Le sol et les pieds sont souvent liés à la danse… mais les personnages de Rumble Fish ne sont pas supposés danser, ils se traînent, se cherchent et se battent parfois au son d’une musique rythmée comme dans West Side Story (Jerome Robbins et Robert Wise, 1961). Et pourtant, on pourrait presque croire que les protagonistes vont se mettre à chanter ou se lancer dans une « danse-combat ». Mais si la rixe opposant Rusty James et son rival donne un « effet chorégraphique », elle est pourtant loin de la célèbre comédie musicale, la rendant de ce fait particulièrement violente : le jeune personnage se sert beaucoup de ses pieds pour brutaliser son ennemi qu’il projette, balance et secoue régulièrement sur le sol en béton ; et lorsqu’il lui donne un coup de pied en plein visage, la répercussion est immédiate sur le cadre qui flanche aussi, donnant au sol une pente violente participant de la chute. Le sol semble réagir au corps.

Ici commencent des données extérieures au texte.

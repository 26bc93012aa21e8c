#![forbid(unsafe_code)]

//! Geometric primitives for the tree canvas.
//!
//! Canvas coordinates are CSS pixels with the origin at the top-left corner
//! of the tree surface. Unlike terminal cells these are fractional: centring
//! an even number of children under a parent lands on half-spacing offsets.

use serde::{Deserialize, Serialize};

/// A point on the tree canvas.
#[derive(Debug, Clone, Copy, PartialEq, Default, Serialize, Deserialize)]
pub struct Point {
    pub x: f64,
    pub y: f64,
}

impl Point {
    /// Create a new point.
    #[inline]
    #[must_use]
    pub const fn new(x: f64, y: f64) -> Self {
        Self { x, y }
    }

    /// Euclidean distance to another point.
    #[inline]
    #[must_use]
    pub fn distance(self, other: Point) -> f64 {
        (self.x - other.x).hypot(self.y - other.y)
    }

    /// Translate by the given offsets.
    #[inline]
    #[must_use]
    pub fn offset(self, dx: f64, dy: f64) -> Self {
        Self::new(self.x + dx, self.y + dy)
    }
}

/// Canvas dimensions.
#[derive(Debug, Clone, Copy, PartialEq, Default, Serialize, Deserialize)]
pub struct Size {
    pub width: f64,
    pub height: f64,
}

impl Size {
    /// Create a new size.
    #[inline]
    #[must_use]
    pub const fn new(width: f64, height: f64) -> Self {
        Self { width, height }
    }

    /// Check if either dimension is zero or negative.
    #[inline]
    #[must_use]
    pub fn is_empty(&self) -> bool {
        self.width <= 0.0 || self.height <= 0.0
    }

    /// Horizontal centre line.
    #[inline]
    #[must_use]
    pub fn center_x(&self) -> f64 {
        self.width / 2.0
    }
}
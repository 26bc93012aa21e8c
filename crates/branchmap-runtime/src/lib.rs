#![forbid(unsafe_code)]

//! Session runtime for branchmap.
//!
//! # Role in branchmap
//! `branchmap-runtime` wires the pure pieces together around a live host
//! page. [`Session`] is the composition root; one exists per tracked page.
//!
//! - [`schedule`]: [`ChangeSource`] notifications, the [`Debouncer`] that
//!   turns them into extraction passes, and the session [`Timers`].
//! - [`navigator`]: the poll-and-click [`Navigator`] that moves the host to
//!   another branch.
//! - [`overlay`]: overlay window geometry with drag and resize clamping.
//! - [`store`]: per-conversation persistence over a [`KeyValueStore`].
//!
//! Time is passed in explicitly as offsets from an arbitrary origin, so a
//! session can be driven step by step in tests.

pub mod navigator;
pub mod overlay;
pub mod schedule;
pub mod session;
pub mod store;

pub use navigator::{NavOutcome, NavState, NavigationRequest, Navigator};
pub use overlay::{OverlayGeometry, ResizeEdges};
pub use schedule::{ChangeSource, Deadline, Debouncer, Interval, Timers};
pub use session::{PassOutcome, Session, SessionStats, TickReport};
pub use store::{JsonFileStore, KeyValueStore, MemoryStore, StoreError, TreeStore};
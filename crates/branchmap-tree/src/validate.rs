#![forbid(unsafe_code)]

//! Structural invariant checks for built trees.
//!
//! Every tree the builder produces must satisfy these. The checks are cheap
//! and are used by tests, the fuzz targets, and as a guard before a tree
//! loaded from storage is shown.

use std::collections::{BTreeMap, HashMap, HashSet};
use std::fmt;

use branchmap_core::ConversationTree;

/// One broken tree invariant.
#[derive(Debug, Clone, PartialEq, Eq)]
pub enum InvariantViolation {
    /// Two nodes share an id.
    DuplicateId { id: String },
    /// A depth-0 node has a parent.
    RootHasParent { id: String },
    /// A non-root node has no parent.
    MissingParent { id: String },
    /// A parent id names no node in the tree.
    UnknownParent { id: String, parent_id: String },
    /// A parent is not exactly one level up.
    ParentDepth { id: String, depth: usize, parent_depth: usize },
    /// A depth has no current node, or more than one.
    ActiveCount { depth: usize, count: usize },
    /// The current node at a depth does not descend from the current node above.
    ActivePathBroken { depth: usize },
    /// Sibling indices under one parent are not `0..n`.
    SiblingIndices { parent_id: Option<String>, depth: usize, indices: Vec<usize> },
    /// Nodes are not stored in `(depth, branch_index)` order.
    OutOfOrder { position: usize },
}

impl fmt::Display for InvariantViolation {
    fn fmt(&self, f: &mut fmt::Formatter<'_>) -> fmt::Result {
        match self {
            Self::DuplicateId { id } => write!(f, "duplicate node id {id}"),
            Self::RootHasParent { id } => write!(f, "root node {id} has a parent"),
            Self::MissingParent { id } => write!(f, "node {id} has no parent"),
            Self::UnknownParent { id, parent_id } => {
                write!(f, "node {id} references unknown parent {parent_id}")
            }
            Self::ParentDepth { id, depth, parent_depth } => write!(
                f,
                "node {id} at depth {depth} has parent at depth {parent_depth}"
            ),
            Self::ActiveCount { depth, count } => {
                write!(f, "depth {depth} has {count} current nodes")
            }
            Self::ActivePathBroken { depth } => {
                write!(f, "current node at depth {depth} is off the active path")
            }
            Self::SiblingIndices { parent_id, depth, indices } => write!(
                f,
                "siblings under {} at depth {depth} have indices {indices:?}",
                parent_id.as_deref().unwrap_or("<root>")
            ),
            Self::OutOfOrder { position } => write!(f, "node {position} is out of order"),
        }
    }
}

/// Check every tree invariant. An empty result means the tree is valid.
#[must_use]
pub fn check_invariants(tree: &ConversationTree) -> Vec<InvariantViolation> {
    let mut violations = Vec::new();

    let mut by_id = HashMap::new();
    for node in &tree.nodes {
        if by_id.insert(node.id.as_str(), node).is_some() {
            violations.push(InvariantViolation::DuplicateId { id: node.id.clone() });
        }
    }

    for (position, pair) in tree.nodes.windows(2).enumerate() {
        if (pair[0].depth, pair[0].branch_index) > (pair[1].depth, pair[1].branch_index) {
            violations.push(InvariantViolation::OutOfOrder {
                position: position + 1,
            });
        }
    }

    for node in &tree.nodes {
        match (&node.parent_id, node.depth) {
            (Some(_), 0) => violations.push(InvariantViolation::RootHasParent { id: node.id.clone() }),
            (None, 0) => {}
            (None, _) => violations.push(InvariantViolation::MissingParent { id: node.id.clone() }),
            (Some(parent_id), depth) => match by_id.get(parent_id.as_str()) {
                None => violations.push(InvariantViolation::UnknownParent {
                    id: node.id.clone(),
                    parent_id: parent_id.clone(),
                }),
                Some(parent) if parent.depth + 1 != depth => {
                    violations.push(InvariantViolation::ParentDepth {
                        id: node.id.clone(),
                        depth,
                        parent_depth: parent.depth,
                    });
                }
                Some(_) => {}
            },
        }
    }

    if let Some(max_depth) = tree.max_depth() {
        let mut previous_active: Option<&str> = None;
        for depth in 0..=max_depth {
            let active: Vec<_> = tree.at_depth(depth).filter(|n| n.is_current_branch).collect();
            if active.len() != 1 {
                violations.push(InvariantViolation::ActiveCount {
                    depth,
                    count: active.len(),
                });
                previous_active = None;
                continue;
            }
            let node = active[0];
            if depth > 0 && previous_active.is_some() && node.parent_id.as_deref() != previous_active {
                violations.push(InvariantViolation::ActivePathBroken { depth });
            }
            previous_active = Some(node.id.as_str());
        }
    }

    let mut groups: BTreeMap<(usize, Option<&str>), Vec<usize>> = BTreeMap::new();
    for node in &tree.nodes {
        groups
            .entry((node.depth, node.parent_id.as_deref()))
            .or_default()
            .push(node.branch_index);
    }
    for ((depth, parent_id), mut indices) in groups {
        indices.sort_unstable();
        let contiguous = indices.iter().enumerate().all(|(i, &b)| i == b);
        let unique = indices.iter().collect::<HashSet<_>>().len() == indices.len();
        if !(contiguous && unique) {
            violations.push(InvariantViolation::SiblingIndices {
                parent_id: parent_id.map(str::to_owned),
                depth,
                indices,
            });
        }
    }

    violations
}
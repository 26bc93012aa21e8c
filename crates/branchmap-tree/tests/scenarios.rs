//! End-to-end extraction scenarios: graph payloads and rendered turns in,
//! conversation trees out.

use branchmap_core::{
    BranchSignal, Confidence, ControlState, NodeContent, TreeSource, TurnView,
};
use branchmap_harness::{
    FakePage, FakeTurn, edited_graph, linear_graph, shape_fingerprint, sse_body, user_only_chain,
};
use branchmap_tree::{
    Extraction, FeedEvent, MessageGraph, build, check_invariants, decode_payload, detect, extract,
};
use pretty_assertions::assert_eq;

fn graph_from(body: &str) -> MessageGraph {
    match decode_payload(body).pop() {
        Some(FeedEvent::Graph(graph)) => graph,
        other => panic!("expected a graph event, got {other:?}"),
    }
}

#[test]
fn linear_user_graph_builds_three_current_nodes() {
    let graph = graph_from(&user_only_chain().conversation_body());
    let extraction = extract(Some(&graph), &FakePage::default());
    assert_eq!(extraction.source(), TreeSource::Graph);

    let tree = build("conv", &extraction);
    assert_eq!(tree.len(), 3);
    let depths: Vec<usize> = tree.nodes.iter().map(|n| n.depth).collect();
    assert_eq!(depths, vec![0, 1, 2]);
    assert!(tree.nodes.iter().all(|n| n.total_branches == 1 && n.is_current_branch));
    let ids: Vec<&str> = tree.nodes.iter().map(|n| n.id.as_str()).collect();
    assert_eq!(ids, vec!["u0", "u1", "u2"]);
    assert_eq!(check_invariants(&tree), vec![]);
}

#[test]
fn interleaved_assistant_turns_do_not_count_as_depth() {
    let graph = graph_from(&linear_graph(4).nested_body());
    let tree = build("conv", &extract(Some(&graph), &FakePage::default()));
    assert_eq!(tree.max_depth(), Some(3));
    assert_eq!(tree.nodes[3].parent_id.as_deref(), Some("u2"));
}

#[test]
fn edited_turn_becomes_sibling_group() {
    let graph = graph_from(&edited_graph().current("u2-reply").conversation_body());
    let tree = build("conv", &extract(Some(&graph), &FakePage::default()));
    assert_eq!(check_invariants(&tree), vec![]);

    let siblings = tree.children_of(Some("u0"));
    let ids: Vec<&str> = siblings.iter().map(|n| n.id.as_str()).collect();
    assert_eq!(ids, vec!["u1a", "u1b", "u1c"]);
    assert!(siblings.iter().all(|n| n.total_branches == 3));
    let current: Vec<&str> = tree.active_path().iter().map(|n| n.id.as_str()).collect();
    assert_eq!(current, vec!["u0", "u1b", "u2"]);
    assert_eq!(tree.node("u2").and_then(|n| n.parent_id.as_deref()), Some("u1b"));
    // graph mode knows the text of every variant
    assert_eq!(tree.node("u1c").map(|n| n.content.clone()), Some(NodeContent::observed("third try")));
}

#[test]
fn indicator_two_of_three_yields_three_siblings() {
    let page = FakePage::new(vec![
        FakeTurn::single("hello").with_key("conversation-turn-1"),
        FakeTurn::branched(&["edit one", "edit two", "edit three"], 1).with_key("conversation-turn-3"),
    ]);
    let extraction = extract(None, &page);
    assert!(matches!(extraction, Extraction::Dom(_)));
    let tree = build("conv", &extraction);

    let depth1: Vec<_> = tree.at_depth(1).collect();
    assert_eq!(depth1.len(), 3);
    assert_eq!(
        depth1.iter().map(|n| n.branch_index).collect::<Vec<_>>(),
        vec![0, 1, 2]
    );
    assert!(depth1[1].is_current_branch);
    assert_eq!(depth1[1].display_text(), "edit two");
    assert_eq!(depth1[0].display_text(), "Branch 1");
    assert_eq!(depth1[2].display_text(), "Branch 3");
    assert!(depth1.iter().all(|n| n.turn_key.as_ref().map(|k| k.as_str()) == Some("conversation-turn-3")));
    assert_eq!(check_invariants(&tree), vec![]);
}

#[test]
fn next_enabled_previous_disabled_infers_first_of_two() {
    let view = TurnView::new("second")
        .with_controls(Some(ControlState::disabled()), Some(ControlState::enabled()));
    let signal = detect(&view);
    assert_eq!(signal, BranchSignal::new(0, 2, Confidence::Inferred));

    let page = FakePage::new(vec![
        FakeTurn::single("first"),
        FakeTurn::single("middle"),
        FakeTurn::branched(&["second", "hidden"], 0).without_indicator(),
    ]);
    let tree = build("conv", &extract(None, &page));
    let depth2: Vec<_> = tree.at_depth(2).collect();
    assert_eq!(depth2.len(), 2);
    assert!(depth2[0].is_current_branch);
    assert_eq!(depth2[0].total_branches, 2);
}

#[test]
fn nothing_anywhere_is_the_empty_state() {
    let empty_graph = graph_from(r#"{"mapping":{"root":{"message":null,"parent":null}}}"#);
    let extraction = extract(Some(&empty_graph), &FakePage::default());
    assert_eq!(extraction, Extraction::Empty);
    let tree = build("conv", &extraction);
    assert!(tree.nodes.is_empty());
    assert_eq!(tree.source, TreeSource::Empty);

    assert_eq!(extract(None, &FakePage::default()), Extraction::Empty);
}

#[test]
fn empty_graph_falls_back_to_rendered_turns() {
    let empty_graph = MessageGraph::default();
    let page = FakePage::new(vec![FakeTurn::single("only turn")]);
    let tree = build("conv", &extract(Some(&empty_graph), &page));
    assert_eq!(tree.source, TreeSource::Dom);
    assert_eq!(tree.len(), 1);
}

#[test]
fn repeated_passes_are_identical() {
    let page = FakePage::new(vec![
        FakeTurn::single("a"),
        FakeTurn::branched(&["b1", "b2", "b3", "b4"], 2),
        FakeTurn::branched(&["c1", "c2"], 1).without_indicator(),
        FakeTurn::single("d"),
    ]);
    let first = build("conv", &extract(None, &page));
    let second = build("conv", &extract(None, &page));
    assert_eq!(first, second);
    assert_eq!(shape_fingerprint(&first), shape_fingerprint(&second));

    let graph = graph_from(&edited_graph().conversation_body());
    let first = build("conv", &extract(Some(&graph), &page));
    let second = build("conv", &extract(Some(&graph), &page));
    assert_eq!(first, second);
}

#[test]
fn streamed_user_message_is_observed_through_the_feed() {
    let frame = branchmap_harness::message_body("new-user", "user", "typed text");
    let events = decode_payload(&sse_body(&[frame]));
    assert_eq!(events.len(), 1);
    let FeedEvent::Message(message) = &events[0] else {
        panic!("expected message event");
    };

    let base = build("conv", &extract(None, &FakePage::new(vec![FakeTurn::single("hi")])));
    let extended = branchmap_tree::append_incremental(&base, message).expect("new user message");
    assert_eq!(extended.source, TreeSource::Incremental);
    assert_eq!(extended.len(), 2);
    assert_eq!(check_invariants(&extended), vec![]);
}
//! Benchmarks for the tree layout engine.
//!
//! Run with: cargo bench -p branchmap-layout

use branchmap_core::{BranchSignal, Confidence, LayoutConfig, TurnObservation};
use branchmap_layout::layout;
use branchmap_tree::build_from_observations;
use criterion::{BenchmarkId, Criterion, criterion_group, criterion_main};
use std::hint::black_box;

/// A conversation of `turns` turns where every third turn has `fan` branches.
fn make_observations(turns: usize, fan: usize) -> Vec<TurnObservation> {
    (0..turns)
        .map(|i| {
            let signal = if i % 3 == 1 {
                BranchSignal::new(fan / 2, fan, Confidence::Exact)
            } else {
                BranchSignal::single()
            };
            TurnObservation::new(i, format!("turn {i}")).with_signal(signal)
        })
        .collect()
}

fn bench_layout(c: &mut Criterion) {
    let mut group = c.benchmark_group("layout/tree");
    let config = LayoutConfig::default();

    for turns in [10, 50, 200] {
        let tree = build_from_observations("bench", &make_observations(turns, 4));
        group.bench_with_input(BenchmarkId::new("turns", turns), &tree, |b, tree| {
            b.iter(|| black_box(layout(tree, &config)))
        });
    }
    group.finish();
}

fn bench_path_data(c: &mut Criterion) {
    let tree = build_from_observations("bench", &make_observations(100, 5));
    let out = layout(&tree, &LayoutConfig::default());
    c.bench_function("layout/path_data", |b| {
        b.iter(|| {
            for connector in &out.connectors {
                black_box(connector.path_data());
            }
        })
    });
}

criterion_group!(benches, bench_layout, bench_path_data);
criterion_main!(benches);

Cette influence des gestes sur le mouvement de la caméra rappelle l’analogie constante entre la personnalité de Rusty James et les boules de billard dans le film. Tout comme le personnage qui entraîne ses amis dans ses combats ou provoque ses ennemis, les boules du jeu s’entrechoquent, se cognent avec fracas les unes aux autres et se percutent plusieurs fois avant de s’immobiliser sur le tapis, ou de tomber dans le filet. Ces boules noires, nous les retrouvons légèrement floues en avant-plan au sol lors de la scène rassemblant le père et les deux frères dans leur appartement ; comme au billard, les trois protagonistes sont souvent sur le fil de leurs sentiments, alternant entre des moments de grande violence et de calme plat, flirtant entre la brutalité, la folie, et l’amour qu’ils se portent.

Mais c’est la scène de l’arrivée à la fête nocturne qui illustre le mieux l’instabilité des personnages, mais aussi ce motif du sol. Toujours sur une musique rythmée, Motorcycle Boy (Mickey Rourke), Rusty James et leur ami Steve (Vincent Spano) se rendent à une soirée dansante en extérieur ; la caméra au sol en contre-plongée oriente notre regard sur deux poteaux électriques faisant office d’entrée à la fête. Les trois hommes passent devant le cadre de façon à être cloisonnés entre ces poteaux, créant ainsi un contraste avec les personnes en fond, comme s’ils étaient en décalage avec la réalité ; un effet encore plus appuyé par les mouvements fluides et ralentis des trois protagonistes en opposition avec le dynamisme de la foule dansante. Aussi, pour signaler le retournement de situation et le déséquilibre dans l’histoire, l’axe n’est pas parfaitement horizontal et très légèrement penché vers la gauche, comme si les personnages avaient bousculé la caméra par mégarde en passant, ou comme si leur monde basculait, mais que cela n’avait aucune importance.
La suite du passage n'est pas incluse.